Упрям, нехлипок, как... Язон (Для рифмы лучше б было - Язон...), На свой манер, на свой фасон Пупок неправильно завязан.
Позыв меня перековать Приветствую галантно - тазом. Есть что, да не охоч давать Пупок неправильно завязан.
Слабо чем я - другим пижонь. Товар - лицом, талант - лабазам!
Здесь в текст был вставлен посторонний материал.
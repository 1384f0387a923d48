// SPDX-FileCopyrightText: 2026 Comanda Contributors
// SPDX-License-Identifier: MIT OR Apache-2.0

//! Resolution of relative date and clock-time expressions.
//!
//! Recognizes English and Portuguese phrasing:
//! - day offsets: "today"/"hoje", "tomorrow"/"amanhã", "day after tomorrow"/
//!   "depois de amanhã", "in N days"/"em N dias"/"daqui a N dias";
//! - weekdays: "monday", "next friday", "segunda-feira", "próxima sexta";
//! - absolute ISO dates (`YYYY-MM-DD`);
//! - clock times: "14:25", "14h25", "14h", "2pm", "2:30 pm".
//!
//! Matching is case- and accent-insensitive. When a text holds several date
//! expressions, the last one wins. Resolution never fails: anything
//! unrecognized falls back to the reference date and an empty time.

use std::sync::LazyLock;

use chrono::{Datelike, Days, Local, NaiveDate, NaiveDateTime, Weekday};
use regex::{Captures, Regex};

static DATE_EXPRESSION: LazyLock<Regex> = LazyLock::new(|| {
    Regex::new(
        r"(?x)
        \b(?P<after_tomorrow>day\s+after\s+tomorrow|depois\s+de\s+amanha)\b
        | \b(?P<tomorrow>tomorrow|amanha)\b
        | \b(?P<today>today|hoje)\b
        | \b(?:in|em|daqui\s+a)\s+(?P<days>\d{1,3})\s+(?:days?|dias?)\b
        | \b(?P<weekday>monday|tuesday|wednesday|thursday|friday|saturday|sunday
            |segunda|terca|quarta|quinta|sexta|sabado|domingo)\b
        | \b(?P<iso>\d{4}-\d{2}-\d{2})\b
        ",
    )
    .expect("date expression regex is valid")
});

static TIME_EXPRESSION: LazyLock<Regex> = LazyLock::new(|| {
    Regex::new(
        r"(?x)
        \b(?P<h12>1[0-2]|0?[1-9])(?::(?P<m12>[0-5]\d))?\s*(?P<meridiem>am|pm)\b
        | \b(?P<hour>[01]?\d|2[0-3])\s*(?:[:h]\s*(?P<minute>[0-5]\d)\b|(?:h|hrs?|horas?)\b)
        ",
    )
    .expect("time expression regex is valid")
});

static CANONICAL_TIME: LazyLock<Regex> = LazyLock::new(|| {
    Regex::new(r"^(?:[01]\d|2[0-3]):[0-5]\d$").expect("canonical time regex is valid")
});

/// The reference instant every resolution in one call is anchored to.
///
/// Captured once per pipeline run and passed explicitly; never stored.
#[derive(Debug, Clone, Copy, PartialEq, Eq)]
pub struct TemporalContext {
    now: NaiveDateTime,
}

impl TemporalContext {
    /// Capture the current local wall-clock time.
    pub fn capture() -> Self {
        Self::at(Local::now().naive_local())
    }

    pub fn at(now: NaiveDateTime) -> Self {
        Self { now }
    }

    /// Anchor to midnight of the given date.
    pub fn on(date: NaiveDate) -> Self {
        Self::at(date.and_time(chrono::NaiveTime::MIN))
    }

    pub fn now(&self) -> NaiveDateTime {
        self.now
    }

    pub fn today(&self) -> NaiveDate {
        self.now.date()
    }

    pub fn today_iso(&self) -> String {
        self.today().format("%Y-%m-%d").to_string()
    }

    /// English weekday name of the reference date, e.g. "Monday".
    pub fn weekday_name(&self) -> &'static str {
        weekday_name(self.today().weekday())
    }

    /// The reference date shifted by `days`.
    pub fn plus_days(&self, days: u64) -> NaiveDate {
        self.today()
            .checked_add_days(Days::new(days))
            .unwrap_or(self.today())
    }

    /// Resolve an expression against this context.
    pub fn resolve(&self, expression: &str) -> Resolution {
        resolve(self.now, expression)
    }
}

/// Absolute date plus optional clock time.
#[derive(Debug, Clone, PartialEq, Eq)]
pub struct Resolution {
    pub date: NaiveDate,
    /// `"hh:mm"` or empty.
    pub time: String,
}

/// Resolve `expression` relative to `reference`.
pub fn resolve(reference: NaiveDateTime, expression: &str) -> Resolution {
    let ctx = TemporalContext::at(reference);
    Resolution {
        date: resolve_date(&ctx, expression).unwrap_or_else(|| ctx.today()),
        time: resolve_time(expression).unwrap_or_default(),
    }
}

/// The date named by the last recognized date expression, if any.
pub fn resolve_date(ctx: &TemporalContext, expression: &str) -> Option<NaiveDate> {
    let text = normalize(expression);
    DATE_EXPRESSION
        .captures_iter(&text)
        .filter_map(|caps| date_from_captures(ctx, &caps))
        .last()
}

/// The clock time named by the last recognized time expression, as `"hh:mm"`.
pub fn resolve_time(expression: &str) -> Option<String> {
    let text = normalize(expression);
    TIME_EXPRESSION
        .captures_iter(&text)
        .filter_map(|caps| time_from_captures(&caps))
        .last()
}

/// Whether `time` is already in canonical zero-padded `"hh:mm"` form.
pub fn is_canonical_time(time: &str) -> bool {
    CANONICAL_TIME.is_match(time)
}

/// Parse a strict ISO calendar date.
pub fn parse_iso_date(text: &str) -> Option<NaiveDate> {
    NaiveDate::parse_from_str(text.trim(), "%Y-%m-%d").ok()
}

fn date_from_captures(ctx: &TemporalContext, caps: &Captures<'_>) -> Option<NaiveDate> {
    if caps.name("today").is_some() {
        return Some(ctx.today());
    }
    if caps.name("tomorrow").is_some() {
        return Some(ctx.plus_days(1));
    }
    if caps.name("after_tomorrow").is_some() {
        return Some(ctx.plus_days(2));
    }
    if let Some(days) = caps.name("days") {
        return days.as_str().parse::<u64>().ok().map(|n| ctx.plus_days(n));
    }
    if let Some(name) = caps.name("weekday") {
        let target = parse_weekday(name.as_str())?;
        return Some(ctx.plus_days(days_until(ctx.today().weekday(), target)));
    }
    caps.name("iso").and_then(|iso| parse_iso_date(iso.as_str()))
}

fn time_from_captures(caps: &Captures<'_>) -> Option<String> {
    if let Some(hour) = caps.name("h12") {
        let hour: u32 = hour.as_str().parse().ok()?;
        let minute: u32 = match caps.name("m12") {
            Some(m) => m.as_str().parse().ok()?,
            None => 0,
        };
        let pm = caps.name("meridiem").is_some_and(|m| m.as_str() == "pm");
        let hour = match (hour, pm) {
            (12, false) => 0,
            (12, true) => 12,
            (h, true) => h + 12,
            (h, false) => h,
        };
        return Some(format!("{hour:02}:{minute:02}"));
    }
    let hour: u32 = caps.name("hour")?.as_str().parse().ok()?;
    let minute: u32 = match caps.name("minute") {
        Some(m) => m.as_str().parse().ok()?,
        None => 0,
    };
    Some(format!("{hour:02}:{minute:02}"))
}

/// Days from `from` to the next `target`, strictly in the future (1..=7).
fn days_until(from: Weekday, target: Weekday) -> u64 {
    let offset =
        (7 + target.num_days_from_monday() - from.num_days_from_monday()) % 7;
    if offset == 0 { 7 } else { u64::from(offset) }
}

fn parse_weekday(name: &str) -> Option<Weekday> {
    Some(match name {
        "monday" | "segunda" => Weekday::Mon,
        "tuesday" | "terca" => Weekday::Tue,
        "wednesday" | "quarta" => Weekday::Wed,
        "thursday" | "quinta" => Weekday::Thu,
        "friday" | "sexta" => Weekday::Fri,
        "saturday" | "sabado" => Weekday::Sat,
        "sunday" | "domingo" => Weekday::Sun,
        _ => return None,
    })
}

fn weekday_name(day: Weekday) -> &'static str {
    match day {
        Weekday::Mon => "Monday",
        Weekday::Tue => "Tuesday",
        Weekday::Wed => "Wednesday",
        Weekday::Thu => "Thursday",
        Weekday::Fri => "Friday",
        Weekday::Sat => "Saturday",
        Weekday::Sun => "Sunday",
    }
}

/// Lowercase and fold the Portuguese diacritics to ASCII.
fn normalize(text: &str) -> String {
    text.to_lowercase()
        .chars()
        .map(|c| match c {
            'á' | 'à' | 'â' | 'ã' | 'ä' => 'a',
            'é' | 'è' | 'ê' | 'ë' => 'e',
            'í' | 'ì' | 'î' | 'ï' => 'i',
            'ó' | 'ò' | 'ô' | 'õ' | 'ö' => 'o',
            'ú' | 'ù' | 'û' | 'ü' => 'u',
            'ç' => 'c',
            other => other,
        })
        .collect()
}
Всему и всем не свой, чужой Пупок неправильно завязан.
Не сею - неча пожинать, Разве другим родившись разом... (Все от такого можно ждать...) Пупок неправильно завязан.
* * *
Люблю в поэзии упречность Вся прелесть в ней. В поэте - взбалмошность, беспечность, Благую лень.
Чревата смелость на погрешность. Ведь заклеймят! Стихам - прилизанную внешность, Как у купчат.
Мне дай всклочить, мне дай взлохматить Из забияк! Иная рада под... ахматить Гладка-с, никак.
Мозги гладки, мозги бильярдны, Дух не болящ. Поточные. Их биллиарды. Всяк работящ!
Трудом затравлены камены. - Тубо! Пииты ХОЧУТ быть отменны Тупо.